It does not backup the token.

After the backup, if you have an SD card laying around, you can flash it with RaspiOS Lite and install K3s. Then, you can restore the database and the token.

1rsync -av <src>/db/ <dst>:/var/lib/rancher/k3s/server/db/
2rsync -av <src>/token <dst>:/var/lib/rancher/k3s/server/token
3chown -R root:root /var/lib/rancher/k3s/server/db

Post-mortem of the crash 🔗

Summary 🔗

First, the crash didn't happen immediately but after two days of a working cluster. The crash was actually almost invisible and was "accumulating" over time.

The crash was caused by a corrupted SQLite database, possibly due to a permission issue (it was pi:pi...), or a CPU overload.

Leadup 🔗

The first symptom was that the backups were bigger than usual. 53.89 MB (compressed), then 80.51 MB, then 228.3 MB.

The second symptom was the controller was beginning to be unresponsive. Scheduling was slow and metrics didn't reach the Prometheus server. At this point, the visibility was beginning to be low.

The third symptom was high CPU usage.

The fourth symptom was the logs having issues with sqlite: "Slow SQL". You know you're in trouble when you see this.

Detection 🔗

If you have proper alerts set up, you would have been immediately alerted as the CPU is being overloaded:

The question is: "Is it a simple burst? Or is it really being overloaded?". And so, I checked.

Recovery 🔗

First, Grafana... which shows nothing, weird.

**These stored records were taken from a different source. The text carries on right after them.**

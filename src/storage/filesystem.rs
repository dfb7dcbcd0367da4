use std::path::PathBuf;

use anyhow::{Context, Result};
use async_trait::async_trait;
use bytes::Bytes;
use tokio::fs;

use super::Storage;

/// Local-disk backend for development and tests. Objects land under the
/// root directory and are addressed through the configured public base URL.
pub struct FilesystemStorage {
    root_path: PathBuf,
    public_url: String,
}

impl FilesystemStorage {
    pub fn new(root_path: PathBuf, public_url: String) -> Self {
        Self {
            root_path,
            public_url,
        }
    }

    fn object_path(&self, key: &str) -> PathBuf {
        self.root_path.join(key)
    }
}

#[async_trait]
impl Storage for FilesystemStorage {
    async fn put_object(&self, key: &str, data: Bytes, _content_type: &str) -> Result<String> {
        let path = self.object_path(key);

        if let Some(parent) = path.parent() {
            fs::create_dir_all(parent)
                .await
                .context("Failed to create storage directory")?;
        }

        fs::write(&path, data)
            .await
            .with_context(|| format!("Failed to write object {}", path.display()))?;

        Ok(format!(
            "{}/{}",
            self.public_url.trim_end_matches('/'),
            key
        ))
    }

    async fn health_check(&self) -> Result<()> {
        fs::create_dir_all(&self.root_path)
            .await
            .context("Storage root is not writable")?;
        Ok(())
    }
}
use std::collections::BTreeMap;
use std::sync::Arc;
use std::time::{Duration, Instant};

use serde::{Deserialize, Deserializer, Serialize};
use serde_json::Value;
use statline_core::config::GatewayConfig;
use statline_core::{Base, CallError, Catalog};
use thiserror::Error;
use tracing::{debug, info, warn};
use url::Url;

use crate::cache::CachingTransport;
use crate::params::{check_path_keys, check_query_keys, render_path_values, render_query_values};
use crate::transport::{HttpTransport, RemoteRequest, Transport};

/// What the agent asks for: a catalog template plus parameter values.
#[derive(Clone, Debug, Default, PartialEq, Serialize, Deserialize)]
#[serde(rename_all = "camelCase")]
pub struct CallRequest {
    #[serde(alias = "path_template")]
    pub path_template: String,
    #[serde(default, alias = "path_params", deserialize_with = "map_or_null")]
    pub path_params: BTreeMap<String, Value>,
    #[serde(default, alias = "query_params", deserialize_with = "map_or_null")]
    pub query_params: BTreeMap<String, Value>,
}

impl CallRequest {
    pub fn new(path_template: impl Into<String>) -> Self {
        Self { path_template: path_template.into(), ..Self::default() }
    }

    pub fn with_path_param(mut self, name: impl Into<String>, value: impl Into<Value>) -> Self {
        self.path_params.insert(name.into(), value.into());
        self
    }

    pub fn with_query_param(mut self, name: impl Into<String>, value: impl Into<Value>) -> Self {
        self.query_params.insert(name.into(), value.into());
        self
    }
}

fn map_or_null<'de, D>(deserializer: D) -> Result<BTreeMap<String, Value>, D::Error>
where
    D: Deserializer<'de>,
{
    Option::<BTreeMap<String, Value>>::deserialize(deserializer).map(Option::unwrap_or_default)
}

/// A validated request, ready to dispatch. Building one performs no I/O.
#[derive(Clone, Debug, PartialEq, Eq)]
pub struct PreparedCall {
    pub entry_name: String,
    pub path_template: String,
    pub base: Base,
    pub resolved_path: String,
    pub cost: u64,
    pub request: RemoteRequest,
}

#[derive(Clone, Debug, PartialEq)]
pub struct CallResult {
    pub payload: Value,
    pub cost: u64,
    pub base: Base,
    pub resolved_path: String,
}

#[derive(Debug, Error)]
pub enum GatewayBuildError {
    #[error("invalid {base} base url `{url}`: {source}")]
    InvalidBaseUrl { base: Base, url: String, source: url::ParseError },
    #[error("{base} base url `{url}` cannot carry a path")]
    NotABase { base: Base, url: String },
    #[error("could not build http client: {0}")]
    HttpClient(#[from] reqwest::Error),
}

/// Remote service roots, one per [`Base`].
#[derive(Clone, Debug, PartialEq, Eq)]
pub struct BaseUrls {
    web: Url,
    stats: Url,
}

impl BaseUrls {
    pub fn parse(web: &str, stats: &str) -> Result<Self, GatewayBuildError> {
        Ok(Self { web: parse_root(Base::Web, web)?, stats: parse_root(Base::Stats, stats)? })
    }

    pub fn root(&self, base: Base) -> &Url {
        match base {
            Base::Web => &self.web,
            Base::Stats => &self.stats,
        }
    }
}

fn parse_root(base: Base, raw: &str) -> Result<Url, GatewayBuildError> {
    let url = Url::parse(raw).map_err(|source| GatewayBuildError::InvalidBaseUrl {
        base,
        url: raw.to_string(),
        source,
    })?;
    if url.cannot_be_a_base() {
        return Err(GatewayBuildError::NotABase { base, url: raw.to_string() });
    }
    Ok(url)
}

/// Path of `url` below `root`, exactly as sent on the wire.
fn encoded_suffix(url: &Url, root: &Url) -> String {
    let mut base: Vec<&str> = root.path_segments().map(Iterator::collect).unwrap_or_default();
    if base.last() == Some(&"") {
        base.pop();
    }
    url.path_segments()
        .map(|segments| segments.skip(base.len()).collect::<Vec<_>>().join("/"))
        .unwrap_or_default()
}

/// Validates calls against the catalog and dispatches them through a [`Transport`].
///
/// Holds no session state; one instance can serve any number of concurrent sessions.
#[derive(Clone)]
pub struct EndpointGateway {
    catalog: Arc<Catalog>,
    transport: Arc<dyn Transport>,
    bases: BaseUrls,
    timeout: Duration,
}

impl EndpointGateway {
    pub fn new(
        catalog: Arc<Catalog>,
        transport: Arc<dyn Transport>,
        bases: BaseUrls,
        timeout: Duration,
    ) -> Self {
        Self { catalog, transport, bases, timeout }
    }

    /// Builds the HTTP-backed gateway described by `config`, with the disk cache in front of
    /// the network when enabled.
    pub fn from_config(
        catalog: Arc<Catalog>,
        config: &GatewayConfig,
    ) -> Result<Self, GatewayBuildError> {
        let bases = BaseUrls::parse(&config.web_base_url, &config.stats_base_url)?;
        let timeout = Duration::from_secs(config.timeout_secs);
        let http = HttpTransport::new(timeout)?;
        let transport: Arc<dyn Transport> = if config.cache_enabled {
            Arc::new(CachingTransport::new(http, config.cache_dir.clone()))
        } else {
            Arc::new(http)
        };
        Ok(Self::new(catalog, transport, bases, timeout))
    }

    pub fn catalog(&self) -> &Arc<Catalog> {
        &self.catalog
    }

    /// Declared cost of the entry behind `path_template`, if it is in the catalog.
    pub fn cost_of(&self, path_template: &str) -> Option<u64> {
        self.catalog.lookup_by_template(path_template).map(|entry| entry.cost)
    }

    pub fn prepare(&self, request: &CallRequest) -> Result<PreparedCall, CallError> {
        self.validate(request).map_err(|error| {
            warn!(
                event_name = "gateway.call.rejected",
                path_template = %request.path_template,
                error_kind = error.error_kind(),
                error = %error,
                "call rejected before dispatch"
            );
            error
        })
    }

    fn validate(&self, request: &CallRequest) -> Result<PreparedCall, CallError> {
        let (entry, template) = self
            .catalog
            .resolve_template(&request.path_template)
            .ok_or_else(|| CallError::PathNotAllowed { path_template: request.path_template.clone() })?;

        check_path_keys(entry, &request.path_params)?;
        check_query_keys(entry, &request.query_params)?;
        let path_values = render_path_values(entry, &request.path_params)?;
        let query_pairs = render_query_values(entry, &request.query_params)?;

        let resolved = template.resolve(&path_values).map_err(|error| {
            CallError::TemplateResolution {
                path_template: entry.path_template.clone(),
                detail: error.to_string(),
            }
        })?;

        let root = self.bases.root(entry.base);
        let mut url = root.clone();
        url.path_segments_mut()
            .map_err(|()| CallError::TemplateResolution {
                path_template: entry.path_template.clone(),
                detail: format!("{} base url cannot carry a path", entry.base),
            })?
            .pop_if_empty()
            .extend(resolved.segments());
        if !query_pairs.is_empty() {
            url.query_pairs_mut().extend_pairs(&query_pairs);
        }

        Ok(PreparedCall {
            entry_name: entry.name.clone(),
            path_template: entry.path_template.clone(),
            base: entry.base,
            resolved_path: encoded_suffix(&url, root),
            cost: entry.cost,
            request: RemoteRequest::new(url),
        })
    }

    /// Sends a prepared call. Every outcome of this method counts as a dispatch attempt.
    pub async fn dispatch(&self, prepared: &PreparedCall) -> Result<CallResult, CallError> {
        let started = Instant::now();
        debug!(
            event_name = "gateway.dispatch.started",
            endpoint = %prepared.entry_name,
            base = %prepared.base,
            resolved_path = %prepared.resolved_path,
            "dispatching remote call"
        );

        let outcome =
            match tokio::time::timeout(self.timeout, self.transport.get_json(&prepared.request)).await {
                Ok(Ok(payload)) => Ok(payload),
                Ok(Err(error)) => Err(CallError::from(error)),
                Err(_) => Err(CallError::RemoteUnavailable {
                    detail: format!("no response within {}ms", self.timeout.as_millis()),
                }),
            };

        let elapsed_ms = started.elapsed().as_millis() as u64;
        match outcome {
            Ok(payload) => {
                info!(
                    event_name = "gateway.dispatch.completed",
                    endpoint = %prepared.entry_name,
                    resolved_path = %prepared.resolved_path,
                    cost = prepared.cost,
                    elapsed_ms,
                    "remote call completed"
                );
                Ok(CallResult {
                    payload,
                    cost: prepared.cost,
                    base: prepared.base,
                    resolved_path: prepared.resolved_path.clone(),
                })
            }
            Err(error) => {
                warn!(
                    event_name = "gateway.dispatch.failed",
                    endpoint = %prepared.entry_name,
                    resolved_path = %prepared.resolved_path,
                    error_kind = error.error_kind(),
                    error = %error,
                    elapsed_ms,
                    "remote call failed"
                );
                Err(error)
            }
        }
    }

    pub async fn call(&self, request: &CallRequest) -> Result<CallResult, CallError> {
        let prepared = self.prepare(request)?;
        self.dispatch(&prepared).await
    }
}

Then, htop, which shows k3s server taking half of the CPU. Huh, maybe it's because there too many pods on the controller?

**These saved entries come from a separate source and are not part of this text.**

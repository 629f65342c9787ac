use std::collections::HashMap;

use serde_json::{Map, Value};

use crate::catalog::template::normalize_template;
use crate::errors::LoadError;

/// One catalog record as read from disk, before it is typed.
pub type RawRecord = Map<String, Value>;

const TEMPLATE_KEY: &str = "pathTemplate";
const TEMPLATE_ALIASES: [&str; 2] = ["path", "path_template"];
const SCHEMA_KEY: &str = "paramsSchema";
const SCHEMA_ALIASES: [&str; 1] = ["params_schema"];
const NAME_KEY: &str = "name";

/// Rewrites alias keys to their canonical spelling and strips a leading `/` from the template.
/// When both spellings are present the canonical key wins.
pub fn canonicalize(mut record: RawRecord) -> RawRecord {
    rename_aliases(&mut record, TEMPLATE_KEY, &TEMPLATE_ALIASES);
    rename_aliases(&mut record, SCHEMA_KEY, &SCHEMA_ALIASES);

    if let Some(Value::String(template)) = record.get_mut(TEMPLATE_KEY) {
        let normalized = normalize_template(template).to_string();
        *template = normalized;
    }
    record
}

fn rename_aliases(record: &mut RawRecord, canonical: &str, aliases: &[&str]) {
    for alias in aliases {
        if let Some(value) = record.remove(*alias) {
            if !record.contains_key(canonical) {
                record.insert(canonical.to_string(), value);
            }
        }
    }
}

fn string_field<'a>(record: &'a RawRecord, key: &str) -> Option<&'a str> {
    record.get(key).and_then(Value::as_str)
}

/// Overlays `overrides` onto `generated`.
///
/// An override is matched by `pathTemplate`, then by `name`; a match has its fields replaced
/// key by key, anything unmatched is appended. An override that reuses a generated entry's
/// `name` while declaring a different `pathTemplate` is rejected as ambiguous.
pub fn merge_records(
    generated: Vec<RawRecord>,
    overrides: Vec<RawRecord>,
) -> Result<Vec<RawRecord>, LoadError> {
    let mut merged: Vec<RawRecord> = generated.into_iter().map(canonicalize).collect();
    let mut by_template: HashMap<String, usize> = HashMap::new();
    let mut by_name: HashMap<String, usize> = HashMap::new();

    for (index, record) in merged.iter().enumerate() {
        if let Some(template) = string_field(record, TEMPLATE_KEY) {
            by_template.entry(template.to_string()).or_insert(index);
        }
        if let Some(name) = string_field(record, NAME_KEY) {
            by_name.entry(name.to_string()).or_insert(index);
        }
    }

    for record in overrides.into_iter().map(canonicalize) {
        let template = string_field(&record, TEMPLATE_KEY).map(str::to_string);
        let name = string_field(&record, NAME_KEY).map(str::to_string);

        let target = match (&template, &name) {
            (Some(template), _) if by_template.contains_key(template) => {
                by_template.get(template).copied()
            }
            (Some(template), Some(name)) => match by_name.get(name) {
                Some(&index) => {
                    let existing =
                        string_field(&merged[index], TEMPLATE_KEY).unwrap_or_default().to_string();
                    return Err(LoadError::AmbiguousIdentity {
                        name: name.clone(),
                        existing_template: existing,
                        override_template: template.clone(),
                    });
                }
                None => None,
            },
            (None, Some(name)) => by_name.get(name).copied(),
            _ => None,
        };

        let index = match target {
            Some(index) => {
                merged[index].extend(record);
                index
            }
            None => {
                merged.push(record);
                merged.len() - 1
            }
        };

        if let Some(template) = string_field(&merged[index], TEMPLATE_KEY) {
            by_template.entry(template.to_string()).or_insert(index);
        }
        if let Some(name) = string_field(&merged[index], NAME_KEY) {
            by_name.entry(name.to_string()).or_insert(index);
        }
    }

    Ok(merged)
}

#[cfg(test)]
mod tests {
    use serde_json::{json, Value};

    use super::{canonicalize, merge_records, RawRecord};
    use crate::errors::LoadError;

    fn record(value: Value) -> RawRecord {
        match value {
            Value::Object(map) => map,
            _ => RawRecord::new(),
        }
    }

    fn roster() -> RawRecord {
        record(json!({
            "name": "roster",
            "base": "web",
            "path": "/roster/{team}/{season}",
            "method": "GET",
            "category": "teams",
            "cost": 2,
            "description": "Roster endpoint",
            "params_schema": {"path": {"team": "string", "season": "string"}, "query": {}}
        }))
    }

    #[test]
    fn canonicalize_renames_aliases_and_strips_slash() {
        let canonical = canonicalize(roster());

        assert_eq!(canonical.get("pathTemplate"), Some(&json!("roster/{team}/{season}")));
        assert!(canonical.contains_key("paramsSchema"));
        assert!(!canonical.contains_key("path"));
        assert!(!canonical.contains_key("params_schema"));
    }

    #[test]
    fn canonical_key_wins_over_alias() {
        let canonical =
            canonicalize(record(json!({"pathTemplate": "a/{x}", "path": "b/{y}", "name": "a"})));

        assert_eq!(canonical.get("pathTemplate"), Some(&json!("a/{x}")));
    }

    #[test]
    fn override_overlays_matching_template_field_by_field() {
        let merged = merge_records(
            vec![roster()],
            vec![record(json!({"pathTemplate": "roster/{team}/{season}", "cost": 5}))],
        )
        .expect("merge succeeds");

        assert_eq!(merged.len(), 1);
        assert_eq!(merged[0].get("cost"), Some(&json!(5)));
        assert_eq!(merged[0].get("name"), Some(&json!("roster")));
        assert_eq!(merged[0].get("description"), Some(&json!("Roster endpoint")));
    }

    #[test]
    fn override_without_template_matches_by_name() {
        let merged =
            merge_records(vec![roster()], vec![record(json!({"name": "roster", "category": "rosters"}))])
                .expect("merge succeeds");

        assert_eq!(merged.len(), 1);
        assert_eq!(merged[0].get("category"), Some(&json!("rosters")));
    }

    #[test]
    fn unmatched_override_is_appended() {
        let merged = merge_records(
            vec![roster()],
            vec![record(json!({"name": "standings_now", "base": "web", "pathTemplate": "standings/now", "category": "standings", "cost": 2}))],
        )
        .expect("merge succeeds");

        assert_eq!(merged.len(), 2);
        assert_eq!(merged[1].get("name"), Some(&json!("standings_now")));
    }

    #[test]
    fn same_name_different_template_is_ambiguous() {
        let error = merge_records(
            vec![roster()],
            vec![record(json!({"name": "roster", "pathTemplate": "roster/{team}/current"}))],
        )
        .expect_err("ambiguous identity");

        assert!(matches!(
            error,
            LoadError::AmbiguousIdentity { ref name, ref existing_template, ref override_template }
                if name == "roster"
                    && existing_template == "roster/{team}/{season}"
                    && override_template == "roster/{team}/current"
        ));
    }

    #[test]
    fn empty_override_set_keeps_generated_order() {
        let second = record(json!({"name": "standings_now", "pathTemplate": "standings/now"}));
        let merged = merge_records(vec![roster(), second], Vec::new()).expect("merge succeeds");

        let names: Vec<_> = merged.iter().filter_map(|record| record.get("name")).collect();
        assert_eq!(names, [&json!("roster"), &json!("standings_now")]);
    }
}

Finally, I drain and cordon the controller. k3s server was still high, and by checking syslogs... it was weirder.

So, I did a health check on the SQLite database:

1sqlite3 state.db "PRAGMA integrity_check"

which fails: Error: database disk image is malformed.

Testing recovering the DB:

1sqlite3 broken.db ".recover" | sqlite3 new.db
2# And
3sqlite3 mydata.db ".dump" | sqlite3 new.db

which fail!

At this point, I had no choice but to restore a backup of the DB... which works!

It's at this point I found out that the permissions of the state.db were pi:pi instead of root:root. Was that really the root cause?

Permanent fix 🔗

After the recovery, the DB crashed again, but without corruption. The DB grown up to 1.5 GB. There is issue, which propose this fix:

1sqlite3 state.db
2
3sqlite> delete from kine where id in (select id from (select id, name from kine where id not in (select max(id) as id from kine group by name)));
4sqlite> vacuum;
5sqlite> .quit

Which could be a permanent fix. The issue is that the compaction is failing hard, and there are zombie containers spamming the DB.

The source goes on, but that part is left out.